29. This is a distance of 864 miles from the base camp.
30. In 2010, scientists revealed radar data of the Gamburtsev Mountains, discovered in 1958, the so-called ghost mountains of Antarctica and the last remaining unexplored mountain range on the planet. The data reveal that the subglacial range, believed to have formed a billion years ago, includes rocky summits, deep river valleys, and liquid, not frozen, lakes, all hidden beneath three miles of ice. The range approximates the Alps in size and covers an area that is roughly the size of the state of New York. Further exploration has revealed, however, that the ghost mountains do not begin to approach Everest in height.
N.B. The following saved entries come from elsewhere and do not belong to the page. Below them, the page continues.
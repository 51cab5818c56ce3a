//! Verdant Storefront - cart API server.
//!
//! Serves the session-scoped cart API and the product catalog on port 3000.
//!
//! # Architecture
//!
//! - Axum web framework on a multi-threaded tokio runtime
//! - In-memory cart store keyed by session id, with idle expiry
//! - Product catalog loaded once at startup (file or built-in)
//!
//! Carts are not persisted; restarting the server empties every cart.

#![cfg_attr(not(test), forbid(unsafe_code))]

use std::process::ExitCode;

use sentry::integrations::tracing as sentry_tracing;
use tracing_subscriber::{layer::SubscriberExt, util::SubscriberInitExt};

use verdant_storefront::catalog::ProductCatalog;
use verdant_storefront::config::StorefrontConfig;
use verdant_storefront::state::AppState;

/// Initialize Sentry error tracking and return guard that must be kept alive.
fn init_sentry(config: &StorefrontConfig) -> Option<sentry::ClientInitGuard> {
    let dsn = config.sentry_dsn.as_ref()?;

    let guard = sentry::init((
        dsn.as_str(),
        sentry::ClientOptions {
            release: sentry::release_name!(),
            environment: config
                .sentry_environment
                .clone()
                .map(std::borrow::Cow::Owned),
            sample_rate: config.sentry_sample_rate,
            traces_sample_rate: config.sentry_traces_sample_rate,
            attach_stacktrace: true,
            ..Default::default()
        },
    ));

    tracing::info!("Sentry initialized");
    Some(guard)
}

/// Filter tracing events to Sentry event types.
fn sentry_event_filter(metadata: &tracing::Metadata<'_>) -> sentry_tracing::EventFilter {
    match *metadata.level() {
        tracing::Level::ERROR | tracing::Level::WARN => sentry_tracing::EventFilter::Event,
        tracing::Level::INFO | tracing::Level::DEBUG => sentry_tracing::EventFilter::Breadcrumb,
        _ => sentry_tracing::EventFilter::Ignore,
    }
}

#[tokio::main]
#[allow(clippy::print_stderr)]
async fn main() -> ExitCode {
    // Load configuration from environment (needed for Sentry init)
    let config = match StorefrontConfig::from_env() {
        Ok(config) => config,
        Err(e) => {
            eprintln!("Failed to load configuration: {e}");
            return ExitCode::FAILURE;
        }
    };

    // Initialize Sentry (must be done before tracing subscriber)
    let _sentry_guard = init_sentry(&config);

    // Defaults to info level for our crate if RUST_LOG is not set
    let env_filter = tracing_subscriber::EnvFilter::try_from_default_env()
        .unwrap_or_else(|_| "verdant_storefront=info,tower_http=debug".into());

    // JSON logs when LOG_FORMAT=json, text otherwise
    let json_logs = std::env::var("LOG_FORMAT").is_ok_and(|format| format == "json");
    let json_layer =
        json_logs.then(|| tracing_subscriber::fmt::layer().json().flatten_event(true));
    let text_layer = (!json_logs).then(tracing_subscriber::fmt::layer);

    tracing_subscriber::registry()
        .with(env_filter)
        .with(json_layer)
        .with(text_layer)
        .with(sentry_tracing::layer().event_filter(sentry_event_filter))
        .init();

    let catalog = match ProductCatalog::load(config.catalog_path.as_deref()) {
        Ok(catalog) => catalog,
        Err(e) => {
            tracing::error!(error = %e, "Failed to load product catalog");
            return ExitCode::FAILURE;
        }
    };

    let addr = config.socket_addr();
    let app = verdant_storefront::app(AppState::new(&config, catalog));

    let listener = match tokio::net::TcpListener::bind(addr).await {
        Ok(listener) => listener,
        Err(e) => {
            tracing::error!(error = %e, %addr, "Failed to bind to address");
            return ExitCode::FAILURE;
        }
    };
    tracing::info!("storefront listening on http://{}", addr);

    if let Err(e) = axum::serve(listener, app)
        .with_graceful_shutdown(shutdown_signal())
        .await
    {
        tracing::error!(error = %e, "Server error");
        return ExitCode::FAILURE;
    }

    ExitCode::SUCCESS
}

/// Wait for shutdown signal (Ctrl+C or SIGTERM).
async fn shutdown_signal() {
    let ctrl_c = async {
        if let Err(e) = tokio::signal::ctrl_c().await {
            tracing::error!(error = %e, "Failed to install Ctrl+C handler");
            std::future::pending::<()>().await;
        }
    };

    #[cfg(unix)]
    let terminate = async {
        match tokio::signal::unix::signal(tokio::signal::unix::SignalKind::terminate()) {
            Ok(mut signal) => {
                signal.recv().await;
            }
            Err(e) => {
                tracing::error!(error = %e, "Failed to install signal handler");
                std::future::pending::<()>().await;
            }
        }
    };

    #[cfg(not(unix))]
    let terminate = std::future::pending::<()>();

    tokio::select! {
        () = ctrl_c => {},
        () = terminate => {},
    }

    tracing::info!("Shutdown signal received, starting graceful shutdown");
}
The highest mountain on the continent of Antarctica, at 16,050 feet, is Mount Vinson, in the Ellsworth Range. Everest, by comparison, is over 29,000 feet.
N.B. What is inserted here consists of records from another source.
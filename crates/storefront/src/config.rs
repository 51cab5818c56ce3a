//! Storefront configuration loaded from environment variables.
//!
//! # Environment Variables
//!
//! All variables are optional.
//!
//! - `STOREFRONT_HOST` - Bind address (default: 127.0.0.1)
//! - `STOREFRONT_PORT` - Listen port (default: 3000)
//! - `STOREFRONT_CATALOG_PATH` - JSON product catalog (default: built-in catalog)
//! - `CART_IDLE_TTL_SECS` - Evict carts idle for this long (default: 604800, 7 days)
//! - `CART_MAX_SESSIONS` - Upper bound on carts held in memory (default: 10000)
//! - `SENTRY_DSN` - Sentry error tracking DSN
//! - `SENTRY_ENVIRONMENT` - Sentry environment name
//! - `SENTRY_SAMPLE_RATE` - Error event sample rate, 0.0-1.0 (default: 1.0)
//! - `SENTRY_TRACES_SAMPLE_RATE` - Transaction sample rate, 0.0-1.0 (default: 0.0)

use std::net::{IpAddr, SocketAddr};
use std::path::PathBuf;
use std::str::FromStr;
use std::time::Duration;

use thiserror::Error;

const DEFAULT_CART_IDLE_TTL_SECS: u64 = 7 * 24 * 60 * 60;
const DEFAULT_CART_MAX_SESSIONS: u64 = 10_000;

/// Configuration errors that can occur during loading.
#[derive(Debug, Error)]
pub enum ConfigError {
    #[error("Invalid environment variable {0}: {1}")]
    InvalidEnvVar(String, String),
}

/// Storefront application configuration.
#[derive(Debug, Clone)]
pub struct StorefrontConfig {
    /// IP address to bind the server to
    pub host: IpAddr,
    /// Port to listen on
    pub port: u16,
    /// Optional JSON catalog file; the built-in catalog is used when unset
    pub catalog_path: Option<PathBuf>,
    /// Cart store limits
    pub cart: CartStoreConfig,
    /// Sentry DSN for error tracking
    pub sentry_dsn: Option<String>,
    /// Sentry environment name (e.g. "production")
    pub sentry_environment: Option<String>,
    /// Fraction of error events sent to Sentry
    pub sentry_sample_rate: f32,
    /// Fraction of transactions traced by Sentry
    pub sentry_traces_sample_rate: f32,
}

/// In-memory cart store limits.
#[derive(Debug, Clone, Copy, PartialEq, Eq)]
pub struct CartStoreConfig {
    /// A cart untouched for this long is dropped.
    pub idle_ttl: Duration,
    /// Maximum number of session carts kept in memory.
    pub max_sessions: u64,
}

impl Default for CartStoreConfig {
    fn default() -> Self {
        Self {
            idle_ttl: Duration::from_secs(DEFAULT_CART_IDLE_TTL_SECS),
            max_sessions: DEFAULT_CART_MAX_SESSIONS,
        }
    }
}

impl Default for StorefrontConfig {
    fn default() -> Self {
        Self {
            host: IpAddr::from([127, 0, 0, 1]),
            port: 3000,
            catalog_path: None,
            cart: CartStoreConfig::default(),
            sentry_dsn: None,
            sentry_environment: None,
            sentry_sample_rate: 1.0,
            sentry_traces_sample_rate: 0.0,
        }
    }
}

impl StorefrontConfig {
    /// Load configuration from environment variables.
    ///
    /// Calls `dotenvy::dotenv()` to load from `.env` file if present.
    ///
    /// # Errors
    ///
    /// Returns `ConfigError` if a variable is set but cannot be parsed.
    pub fn from_env() -> Result<Self, ConfigError> {
        // Load .env file if present (ignore errors if not found)
        let _ = dotenvy::dotenv();

        let defaults = Self::default();

        let host = get_parsed_or("STOREFRONT_HOST", defaults.host)?;
        let port = get_parsed_or("STOREFRONT_PORT", defaults.port)?;
        let catalog_path = get_optional_env("STOREFRONT_CATALOG_PATH").map(PathBuf::from);
        let cart = CartStoreConfig::from_env()?;

        let sentry_dsn = get_optional_env("SENTRY_DSN");
        let sentry_environment = get_optional_env("SENTRY_ENVIRONMENT");
        let sentry_sample_rate = get_rate("SENTRY_SAMPLE_RATE", defaults.sentry_sample_rate)?;
        let sentry_traces_sample_rate = get_rate(
            "SENTRY_TRACES_SAMPLE_RATE",
            defaults.sentry_traces_sample_rate,
        )?;

        Ok(Self {
            host,
            port,
            catalog_path,
            cart,
            sentry_dsn,
            sentry_environment,
            sentry_sample_rate,
            sentry_traces_sample_rate,
        })
    }

    /// Returns the socket address for binding the server.
    #[must_use]
    pub const fn socket_addr(&self) -> SocketAddr {
        SocketAddr::new(self.host, self.port)
    }
}

impl CartStoreConfig {
    fn from_env() -> Result<Self, ConfigError> {
        let defaults = Self::default();

        let idle_secs = get_parsed_or("CART_IDLE_TTL_SECS", defaults.idle_ttl.as_secs())?;
        if idle_secs == 0 {
            return Err(ConfigError::InvalidEnvVar(
                "CART_IDLE_TTL_SECS".to_string(),
                "must be greater than zero".to_string(),
            ));
        }

        let max_sessions = get_parsed_or("CART_MAX_SESSIONS", defaults.max_sessions)?;
        if max_sessions == 0 {
            return Err(ConfigError::InvalidEnvVar(
                "CART_MAX_SESSIONS".to_string(),
                "must be greater than zero".to_string(),
            ));
        }

        Ok(Self {
            idle_ttl: Duration::from_secs(idle_secs),
            max_sessions,
        })
    }
}

// =============================================================================
// Helper Functions
// =============================================================================

/// Get an optional environment variable, treating empty values as unset.
fn get_optional_env(key: &str) -> Option<String> {
    std::env::var(key).ok().filter(|v| !v.trim().is_empty())
}

/// Parse an environment variable, falling back to `default` when unset.
fn get_parsed_or<T>(key: &str, default: T) -> Result<T, ConfigError>
where
    T: FromStr,
    T::Err: std::fmt::Display,
{
    get_optional_env(key).map_or(Ok(default), |raw| parse_value(key, &raw))
}

fn parse_value<T>(key: &str, raw: &str) -> Result<T, ConfigError>
where
    T: FromStr,
    T::Err: std::fmt::Display,
{
    raw.trim()
        .parse::<T>()
        .map_err(|e| ConfigError::InvalidEnvVar(key.to_string(), e.to_string()))
}

/// Parse a sample rate and check it lies in `0.0..=1.0`.
fn get_rate(key: &str, default: f32) -> Result<f32, ConfigError> {
    let rate = get_parsed_or(key, default)?;
    validate_rate(key, rate)
}

fn validate_rate(key: &str, rate: f32) -> Result<f32, ConfigError> {
    if (0.0..=1.0).contains(&rate) {
        Ok(rate)
    } else {
        Err(ConfigError::InvalidEnvVar(
            key.to_string(),
            format!("must be between 0.0 and 1.0 (got {rate})"),
        ))
    }
}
31. Antarctica has indeed the worst winds on Earth, brought on by intense high pressure over the cold interior, which pushes the atmosphere outward toward the warmer surrounding seas. A strong slope toward the seas draws air downhill, and it picks up speed from gravity, creating katabatic winds. The windiest known location is in the Cape Denison/Commonwealth Bay area, on the coast south of Australia. Its annual average wind speed is 50 mph. A twenty-four-hour average of 108 mph was recorded on one occasion; peak gusts top 200 mph.
32. The Mesozoic era is the span of the Triassic, Jurassic, and Cretaceous periods, from 225 million to 65 million years ago.
33. Placodermi flourished between 450 to 250 million years ago, and so finding their remains with organisms deposited between 150 million to 50 million years ago should have alerted Lake that something was “wrong,” according to Bert Atama (in “An Autopsy on the Old Ones”).
34. The narrator of “The Whisperer in Darkness” (here, above), who, it will be recalled, was also on the faculty of Miskatonic University.
35. The narrator here confuses the terminology; although “pterodactyls” have wings, “pteridophytes” are ferns with roots, stems, and leaves (but no flowers or seeds). The name has nothing to do with wings.
36. Another reference to Wilmarth of “The Whisperer in Darkness,” above.
37. Roald Amundsen, in The South Pole (1913), recorded:
With the low temperatures we experienced on this trip, we noticed a curious snow-formation that I had never seen before. Fine—extremely fine—drift-snow collected, and formed small cylindrical bodies of an average diameter of 1¼ inches, and about the same height; they were, however, of various sizes. They generally rolled over the surface like a wheel, and now and then collected into large heaps, from which again, one by one, or several together, they continued their rolling (I, 287).
Such “cylinders,” also known as snow bales, snow rollers, or snow doughnuts, form
when tubelike drifts are lifted by the wind and blown around like tumbleweed. They have been spotted in many cold, windy places around the world, including North America and England.
These snow rollers were photographed in Czechoslovakia.
38. William Scoresby (1789–1857), an English scientist, curate, and explorer, published in 1820 An Account of the Arctic Regions and Northern Whale-Fishery, a narrative of his own voyages as well as those of previous navigators. It was read by Melville, who referred to Scoresby in Moby-Dick. Scoresby also wrote a memoir, Memorials of the Sea (London: Longman, 1851), primarily about his father, who took him to sea at the age of eleven.
39. Here ends the first installment in Astounding Stories.
40. The two sentences following have been restored to the text by S. T. Joshi; they did not appear in the original publication.
41. It is ironic that Dyer refers to the autopsy work performed by the Elder Ones as “inhuman,” similar as it is to the work done by Lake himself on the “specimens” he discovered.